Homepage > Papers |
General methods of linguistic knowledge organization for the
Russian and English languages
in a semantics-based system
Kuznetsov
Igor, Kozerenko Elena (Moscow)
SUMMARY
An experimental system using common
mechanisms for deep analysis of Russian and English sentences and transforming
them into the same structures of the knowledge base (KB) is considered. System peculiarities
consist in wide use of the word meanings in the process of sentence analysis.
It gives possibilities to decide the ambiguities caused by word polysemy and to restore the implied information.

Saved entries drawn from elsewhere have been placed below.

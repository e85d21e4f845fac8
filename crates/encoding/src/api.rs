//! HTTP client for the encoding service REST API.
//!
//! Wraps the resource-creation, start, status and list endpoints using
//! [`reqwest`]. Every request carries the API key header (and the tenant
//! header for multi-tenant accounts).

use std::time::Duration;

use async_trait::async_trait;
use reqwest::header::{HeaderMap, HeaderName, HeaderValue};
use serde::de::DeserializeOwned;
use serde_json::{json, Value};

use batchenc_core::types::ResourceId;

use crate::error::ApiError;
use crate::models::{
    CodecConfig, CreatedResource, DefaultManifest, ErrorEnvelope, InputConfig, MuxingRequest,
    OutputConfig, PaginationResponse, ResponseEnvelope, StartEncodingRequest, Status,
    StreamRequest, Task,
};
use crate::service::EncodingService;

/// Default timeout for a single API request.
const DEFAULT_REQUEST_TIMEOUT: Duration = Duration::from_secs(30);

const API_KEY_HEADER: &str = "x-api-key";
const TENANT_ORG_HEADER: &str = "x-tenant-org-id";
const CLIENT_HEADER: &str = "x-api-client";
const CLIENT_NAME: &str = "batchenc";

/// Connection settings for [`EncodingApi`].
#[derive(Debug, Clone)]
pub struct ApiConfig {
    /// Base URL including the version prefix, e.g. `https://api.bitmovin.com/v1`.
    pub base_url: String,
    pub api_key: String,
    /// Organisation to act in, for multi-tenant accounts.
    pub tenant_org_id: Option<String>,
    pub request_timeout: Duration,
}

impl ApiConfig {
    pub fn new(base_url: impl Into<String>, api_key: impl Into<String>) -> Self {
        Self {
            base_url: base_url.into(),
            api_key: api_key.into(),
            tenant_org_id: None,
            request_timeout: DEFAULT_REQUEST_TIMEOUT,
        }
    }
}

/// HTTP client for the encoding service.
pub struct EncodingApi {
    client: reqwest::Client,
    base_url: String,
}

impl EncodingApi {
    /// Build a client with the authentication headers preset.
    pub fn new(config: ApiConfig) -> Result<Self, ApiError> {
        let mut headers = HeaderMap::new();
        headers.insert(
            HeaderName::from_static(API_KEY_HEADER),
            header_value(API_KEY_HEADER, &config.api_key)?,
        );
        if let Some(tenant) = &config.tenant_org_id {
            headers.insert(
                HeaderName::from_static(TENANT_ORG_HEADER),
                header_value(TENANT_ORG_HEADER, tenant)?,
            );
        }
        headers.insert(
            HeaderName::from_static(CLIENT_HEADER),
            HeaderValue::from_static(CLIENT_NAME),
        );

        let client = reqwest::Client::builder()
            .default_headers(headers)
            .timeout(config.request_timeout)
            .build()?;

        Ok(Self {
            client,
            base_url: config.base_url.trim_end_matches('/').to_string(),
        })
    }

    /// Base URL without a trailing slash.
    pub fn base_url(&self) -> &str {
        &self.base_url
    }

    // ---- private helpers ----

    fn url(&self, path: &str) -> String {
        format!("{}/{}", self.base_url, path)
    }

    /// POST a creation body and return the id of the created resource.
    async fn create(&self, path: &str, body: &Value) -> Result<ResourceId, ApiError> {
        let response = self.client.post(self.url(path)).json(body).send().await?;
        let created: CreatedResource = Self::parse_result(response).await?;
        tracing::debug!(path, id = %created.id, "Created resource");
        Ok(created.id)
    }

    /// Ensure the response has a success status code. On failure the body
    /// is decoded as the service's error envelope when possible, so the
    /// service error code is preserved.
    async fn ensure_success(response: reqwest::Response) -> Result<reqwest::Response, ApiError> {
        let status = response.status();
        if status.is_success() {
            return Ok(response);
        }

        let body = response
            .text()
            .await
            .unwrap_or_else(|_| "<unreadable body>".to_string());

        let (code, message) = match serde_json::from_str::<ErrorEnvelope>(&body) {
            Ok(envelope) => {
                let message = envelope
                    .data
                    .developer_message
                    .or(envelope.data.message)
                    .unwrap_or_else(|| body.clone());
                (envelope.data.code, message)
            }
            Err(_) => (None, body),
        };

        Err(ApiError::Api {
            status: status.as_u16(),
            code,
            message,
        })
    }

    /// Parse a successful response and unwrap `data.result`.
    async fn parse_result<T: DeserializeOwned>(response: reqwest::Response) -> Result<T, ApiError> {
        let response = Self::ensure_success(response).await?;
        let envelope = response.json::<ResponseEnvelope<T>>().await?;
        Ok(envelope.data.result)
    }
}

fn header_value(name: &str, value: &str) -> Result<HeaderValue, ApiError> {
    let mut value = HeaderValue::from_str(value)
        .map_err(|e| ApiError::Configuration(format!("invalid {name} header: {e}")))?;
    value.set_sensitive(true);
    Ok(value)
}

#[async_trait]
impl EncodingService for EncodingApi {
    async fn create_input(&self, input: &InputConfig) -> Result<ResourceId, ApiError> {
        self.create(input.endpoint(), &input.body()).await
    }

    async fn create_output(&self, output: &OutputConfig) -> Result<ResourceId, ApiError> {
        self.create(output.endpoint(), &output.body()).await
    }

    async fn create_codec_config(&self, config: &CodecConfig) -> Result<ResourceId, ApiError> {
        self.create(config.endpoint(), &config.body()).await
    }

    async fn create_encoding(
        &self,
        name: &str,
        description: Option<&str>,
    ) -> Result<ResourceId, ApiError> {
        let mut body = json!({ "name": name });
        if let Some(description) = description {
            body["description"] = json!(description);
        }
        self.create("encoding/encodings", &body).await
    }

    async fn create_stream(
        &self,
        encoding_id: &str,
        stream: &StreamRequest,
    ) -> Result<ResourceId, ApiError> {
        self.create(
            &format!("encoding/encodings/{encoding_id}/streams"),
            &stream.body(),
        )
        .await
    }

    async fn create_muxing(
        &self,
        encoding_id: &str,
        muxing: &MuxingRequest,
    ) -> Result<ResourceId, ApiError> {
        self.create(&muxing.endpoint(encoding_id), &muxing.body())
            .await
    }

    async fn create_default_manifest(
        &self,
        manifest: &DefaultManifest,
    ) -> Result<ResourceId, ApiError> {
        self.create(manifest.endpoint(), &manifest.body()).await
    }

    async fn start_encoding(
        &self,
        encoding_id: &str,
        request: &StartEncodingRequest,
    ) -> Result<(), ApiError> {
        let response = self
            .client
            .post(self.url(&format!("encoding/encodings/{encoding_id}/start")))
            .json(request)
            .send()
            .await?;

        Self::ensure_success(response).await?;
        tracing::debug!(encoding_id, "Start call accepted");
        Ok(())
    }

    async fn encoding_status(&self, encoding_id: &str) -> Result<Task, ApiError> {
        let response = self
            .client
            .get(self.url(&format!("encoding/encodings/{encoding_id}/status")))
            .send()
            .await?;

        Self::parse_result(response).await
    }

    async fn count_encodings(&self, status: Status) -> Result<u64, ApiError> {
        let response = self
            .client
            .get(self.url("encoding/encodings"))
            .query(&[("status", status.as_str()), ("limit", "1")])
            .send()
            .await?;

        let page: PaginationResponse = Self::parse_result(response).await?;
        Ok(page.total_count.unwrap_or(page.items.len() as u64))
    }
}
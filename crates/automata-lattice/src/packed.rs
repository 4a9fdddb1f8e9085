//! Bit-packed encoding of binary lattices.
//!
//! Cell `i` lives at bit `i % 64` of word `i / 64`. Trailing bits of the
//! last word are zero. The encoding backs export documents and the state
//! digests used for entropy tracking.

use automata_types::CellState;

use crate::error::LatticeError;

/// Bits per packed word.
const WORD_BITS: usize = 64;

/// Number of words needed to pack `volume` cells.
pub const fn packed_len(volume: usize) -> usize {
    volume.div_ceil(WORD_BITS)
}

/// Pack cells into words: any non-dead state becomes a set bit.
pub fn pack(cells: &[CellState]) -> Vec<u64> {
    let mut words = vec![0_u64; packed_len(cells.len())];
    for (word, chunk) in words.iter_mut().zip(cells.chunks(WORD_BITS)) {
        for (bit, cell) in chunk.iter().enumerate() {
            if !cell.is_dead() {
                *word |= 1_u64.checked_shl(u32::try_from(bit).unwrap_or(u32::MAX)).unwrap_or(0);
            }
        }
    }
    words
}

/// Unpack `volume` cells from words produced by [`pack`].
///
/// # Errors
///
/// Returns [`LatticeError::InvalidInitialState`] if the word count does not
/// match the volume.
pub fn unpack(words: &[u64], volume: usize) -> Result<Vec<CellState>, LatticeError> {
    if words.len() != packed_len(volume) {
        return Err(LatticeError::InvalidInitialState(format!(
            "expected {} packed words for {volume} cells, got {}",
            packed_len(volume),
            words.len()
        )));
    }
    let mut cells = Vec::new();
    cells
        .try_reserve_exact(volume)
        .map_err(|e| LatticeError::Allocation {
            cells: volume,
            reason: e.to_string(),
        })?;
    for word in words {
        for bit in 0..64_u32 {
            if cells.len() == volume {
                break;
            }
            let set = word.checked_shr(bit).is_some_and(|w| w & 1 == 1);
            cells.push(if set { CellState::ALIVE } else { CellState::DEAD });
        }
    }
    Ok(cells)
}
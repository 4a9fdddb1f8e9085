//! Shared application state.

use automata_core::SimulationService;
use chrono::{DateTime, Utc};

/// Shared state for the Axum application.
///
/// Wrapped in [`Arc`](std::sync::Arc) and injected via Axum's `State`
/// extractor. All session state lives behind the service's registry, so
/// handlers never hold a lock across an await of their own.
#[derive(Debug, Clone)]
pub struct AppState {
    /// The service every handler delegates to.
    pub service: SimulationService,
    /// When the server started.
    pub started_at: DateTime<Utc>,
}

impl AppState {
    /// Create application state around a service.
    pub fn new(service: SimulationService) -> Self {
        Self {
            service,
            started_at: Utc::now(),
        }
    }

    /// Whole seconds since the server started.
    pub fn uptime_secs(&self) -> i64 {
        Utc::now()
            .signed_duration_since(self.started_at)
            .num_seconds()
            .max(0)
    }
}
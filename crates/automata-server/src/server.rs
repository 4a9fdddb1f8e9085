//! HTTP server lifecycle management.
//!
//! Provides [`start_server`] which binds to a TCP port and runs the Axum
//! server until the supplied shutdown future resolves.

use std::future::Future;
use std::net::SocketAddr;
use std::sync::Arc;

use automata_core::config::ListenConfig;
use tokio::net::TcpListener;
use tracing::info;

use crate::router::build_router;
use crate::state::AppState;

/// Configuration for the HTTP server.
#[derive(Debug, Clone)]
pub struct ServerConfig {
    /// The host address to bind to (e.g. `0.0.0.0`).
    pub host: String,
    /// The TCP port to listen on.
    pub port: u16,
}

impl Default for ServerConfig {
    fn default() -> Self {
        Self {
            host: String::from("0.0.0.0"),
            port: 50051,
        }
    }
}

impl From<&ListenConfig> for ServerConfig {
    fn from(listen: &ListenConfig) -> Self {
        Self {
            host: listen.host.clone(),
            port: listen.port,
        }
    }
}

impl ServerConfig {
    /// Parse `host:port` into a socket address.
    ///
    /// # Errors
    ///
    /// Returns [`ServerError::Bind`] for an unparseable address.
    pub fn socket_addr(&self) -> Result<SocketAddr, ServerError> {
        format!("{}:{}", self.host, self.port)
            .parse()
            .map_err(|e| ServerError::Bind(format!("invalid address: {e}")))
    }
}

/// Start the HTTP server.
///
/// Binds to the configured address, builds the router, and serves
/// requests until `shutdown` resolves. In-flight requests are allowed to
/// finish before this returns.
///
/// # Errors
///
/// Returns an error if the TCP listener cannot bind or the server
/// encounters a fatal I/O error.
pub async fn start_server<F>(
    config: &ServerConfig,
    state: Arc<AppState>,
    shutdown: F,
) -> Result<(), ServerError>
where
    F: Future<Output = ()> + Send + 'static,
{
    let addr = config.socket_addr()?;

    let router = build_router(state);

    let listener = TcpListener::bind(addr)
        .await
        .map_err(|e| ServerError::Bind(format!("bind failed on {addr}: {e}")))?;

    info!(%addr, "Automata server listening");

    axum::serve(listener, router)
        .with_graceful_shutdown(shutdown)
        .await
        .map_err(|e| ServerError::Serve(format!("serve error: {e}")))?;

    info!("Automata server stopped");
    Ok(())
}

/// Errors that can occur when starting or running the server.
#[derive(Debug, thiserror::Error)]
pub enum ServerError {
    /// Failed to bind to the network address.
    #[error("bind error: {0}")]
    Bind(String),

    /// The server encountered a fatal error while serving.
    #[error("serve error: {0}")]
    Serve(String),
}

#[cfg(test)]
mod tests {
    use super::*;

    #[test]
    fn address_parsing() {
        let config = ServerConfig {
            host: String::from("127.0.0.1"),
            port: 9000,
        };
        assert_eq!(config.socket_addr().ok().map(|a| a.port()), Some(9000));

        let bad = ServerConfig {
            host: String::from("not an address"),
            port: 9000,
        };
        assert!(matches!(bad.socket_addr(), Err(ServerError::Bind(_))));
    }
}
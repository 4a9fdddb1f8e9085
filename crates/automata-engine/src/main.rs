//! Service binary for the 3D cellular automaton engine.
//!
//! Loads configuration, builds the shared worker pool and session
//! registry, starts idle eviction and the HTTP server, and on `Ctrl-C`
//! stops accepting requests and closes every remaining session.
//!
//! # Startup Sequence
//!
//! 1. Load configuration (first CLI argument, `AUTOMATA_CONFIG`, or
//!    `automata-config.yaml`; defaults when absent)
//! 2. Initialize structured logging (tracing) in the configured format
//! 3. Build the service: worker pool and session registry
//! 4. Spawn the idle-session eviction task
//! 5. Serve HTTP until `Ctrl-C`
//! 6. Drain the registry

mod error;

use std::path::PathBuf;
use std::sync::Arc;

use automata_core::config::{LogFormat, LoggingConfig};
use automata_core::{ServiceConfig, SimulationService, spawn_eviction_task};
use automata_server::{AppState, ServerConfig, start_server};
use tracing::{error, info};
use tracing_subscriber::EnvFilter;

use crate::error::EngineBinError;

/// Config file used when neither a CLI argument nor `AUTOMATA_CONFIG` is
/// given.
const DEFAULT_CONFIG_PATH: &str = "automata-config.yaml";

/// Application entry point.
///
/// # Errors
///
/// Returns an error if configuration is invalid, the worker pool cannot
/// be built, or the server fails to bind.
#[tokio::main]
async fn main() -> Result<(), EngineBinError> {
    // 1. Load configuration.
    let config_path = config_path();
    let config = ServiceConfig::load_or_default(&config_path)?;

    // 2. Initialize structured logging.
    init_tracing(&config.logging);
    info!("automata-engine starting");
    info!(
        path = %config_path.display(),
        host = config.server.host,
        port = config.server.port,
        worker_threads = config.engine.worker_threads,
        max_cells = config.engine.max_cells,
        max_steps_per_request = config.engine.max_steps_per_request,
        presets = config.rules.presets.len(),
        "Configuration loaded"
    );

    // 3. Build the service.
    let server_config = ServerConfig::from(&config.server);
    let sessions_config = config.sessions.clone();
    let service = SimulationService::new(config)?;
    let registry = Arc::clone(service.registry());

    // 4. Idle eviction.
    let eviction = spawn_eviction_task(Arc::clone(&registry), &sessions_config);

    // 5. Serve until Ctrl-C.
    let state = Arc::new(AppState::new(service));
    let served = start_server(&server_config, state, shutdown_signal()).await;

    // 6. Drain.
    if let Some(handle) = eviction {
        handle.abort();
    }
    let closed = registry.drain().await;
    info!(closed, "automata-engine shutdown complete");

    served.map_err(EngineBinError::from)
}

/// Resolve the config file path: first CLI argument, then
/// `AUTOMATA_CONFIG`, then the default file name.
fn config_path() -> PathBuf {
    std::env::args()
        .nth(1)
        .or_else(|| std::env::var("AUTOMATA_CONFIG").ok())
        .map_or_else(|| PathBuf::from(DEFAULT_CONFIG_PATH), PathBuf::from)
}

/// Install the global subscriber. `RUST_LOG` wins over `logging.level`.
fn init_tracing(logging: &LoggingConfig) {
    let filter = EnvFilter::try_from_default_env()
        .or_else(|_| EnvFilter::try_new(&logging.level))
        .unwrap_or_else(|_| EnvFilter::new("info"));

    match logging.format {
        LogFormat::Json => tracing_subscriber::fmt()
            .json()
            .with_env_filter(filter)
            .with_target(true)
            .init(),
        LogFormat::Pretty => tracing_subscriber::fmt()
            .with_env_filter(filter)
            .with_target(true)
            .init(),
    }
}

/// Resolve when `Ctrl-C` is received.
async fn shutdown_signal() {
    match tokio::signal::ctrl_c().await {
        Ok(()) => info!("Shutdown signal received"),
        Err(e) => {
            error!(error = %e, "Failed to listen for Ctrl-C, serving until killed");
            std::future::pending::<()>().await;
        }
    }
    info!("Draining sessions");
}
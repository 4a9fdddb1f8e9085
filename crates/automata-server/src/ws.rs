//! `WebSocket` handler for per-session state streaming.
//!
//! Clients connect to `GET /ws/simulations/{id}?every=N&format=diff` and
//! receive JSON-encoded [`StreamUpdate`] frames: a snapshot first, then a
//! diff (or snapshot) whenever the session has advanced by at least
//! `every` generations, and a final `Closed` frame when the session
//! closes. Disconnecting drops the stream, which cancels it.

use std::sync::Arc;

use automata_types::{SessionId, StreamFormat, StreamUpdate};
use axum::extract::rejection::QueryRejection;
use axum::extract::ws::{Message, WebSocket};
use axum::extract::{Path, Query, State, WebSocketUpgrade};
use axum::response::Response;
use futures::StreamExt;
use futures::stream::BoxStream;
use serde::Deserialize;
use tracing::{debug, info, warn};

use crate::error::ApiError;
use crate::handlers::parse_session_id;
use crate::state::AppState;

/// Query parameters for the stream socket.
#[derive(Debug, Deserialize)]
pub struct StreamQuery {
    /// Minimum generation gap between frames.
    pub every: Option<u64>,
    /// `diff` (default) or `snapshot`.
    pub format: Option<StreamFormat>,
}

/// Upgrade an HTTP request to a `WebSocket` connection streaming one
/// session.
///
/// The session is resolved before the upgrade, so an unknown identifier
/// is answered with a plain `404` response.
///
/// # Route
///
/// `GET /ws/simulations/{id}`
pub async fn ws_simulation(
    State(state): State<Arc<AppState>>,
    Path(id): Path<String>,
    query: Result<Query<StreamQuery>, QueryRejection>,
    ws: WebSocketUpgrade,
) -> Result<Response, ApiError> {
    let session_id = parse_session_id(&id)?;
    let Query(query) = query?;
    let updates = state
        .service
        .stream_states(session_id, query.every, query.format.unwrap_or_default())
        .await?;
    Ok(ws.on_upgrade(move |socket| handle_ws(socket, session_id, updates)))
}

/// Forward stream updates as text frames until the stream ends or the
/// client goes away.
async fn handle_ws(
    mut socket: WebSocket,
    session_id: SessionId,
    mut updates: BoxStream<'static, StreamUpdate>,
) {
    debug!(%session_id, "WebSocket client connected");

    loop {
        tokio::select! {
            update = updates.next() => {
                let Some(update) = update else {
                    info!(%session_id, "Stream finished");
                    if let Err(e) = socket.send(Message::Close(None)).await {
                        debug!(%session_id, "WebSocket close frame not delivered: {e}");
                    }
                    return;
                };
                let json = match serde_json::to_string(&update) {
                    Ok(j) => j,
                    Err(e) => {
                        warn!(%session_id, "Failed to serialize stream update: {e}");
                        continue;
                    }
                };
                if socket.send(Message::Text(json.into())).await.is_err() {
                    debug!(%session_id, "WebSocket client disconnected (send failed)");
                    return;
                }
            }
            msg = socket.recv() => {
                match msg {
                    Some(Ok(Message::Close(_))) | None => {
                        info!(%session_id, "Stream cancelled by client");
                        return;
                    }
                    Some(Ok(Message::Ping(data))) => {
                        if socket.send(Message::Pong(data)).await.is_err() {
                            debug!(%session_id, "WebSocket client disconnected (pong failed)");
                            return;
                        }
                    }
                    Some(Err(e)) => {
                        debug!(%session_id, "WebSocket error: {e}");
                        return;
                    }
                    _ => {
                        // Client text and binary frames carry no meaning here.
                    }
                }
            }
        }
    }
}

The system uses the similarity of word and
syntactic constructions of two languages. It provides the facility of creating
compact algorithms for the two languages analysis on the basis of the Russian
language system. The common scenario of morphological and syntactic word
characteristics input is used. The system gives possibitity
to indicate the word of one langage as a word meaning
of the other. In such a way the unified family tree comprises the knowledge
base cognitive structure. The system provides answers to questions in free
English and Russian natural language forms about facts and information of
interest.
Introduction
Russian-English language system was
designed on the base of the Russian system IKS which can extract semantic
information (facts in the form of semantic networks) from Russian sentences and
use it to answer free-form questions and for logical inference. It had the
following premises [1,2].
In the first place, the system IKS uses
such knowledge structures which provide the representation of complicated objects,
links, events and which are independent from an input language. For this aim
the special kind of semantic networks is used. Facts and events in these
networks correspond to the same nodes as simple objects and links. It provides
the homogenious representation of complicated
information for example, meaning the sentences with verbal noun forms,
anaphoric references and so on.
In the second place, the words and their
meanings in the system IKS are separated. One word can be connected with the meaning
of another. It takes place for Russian and English words.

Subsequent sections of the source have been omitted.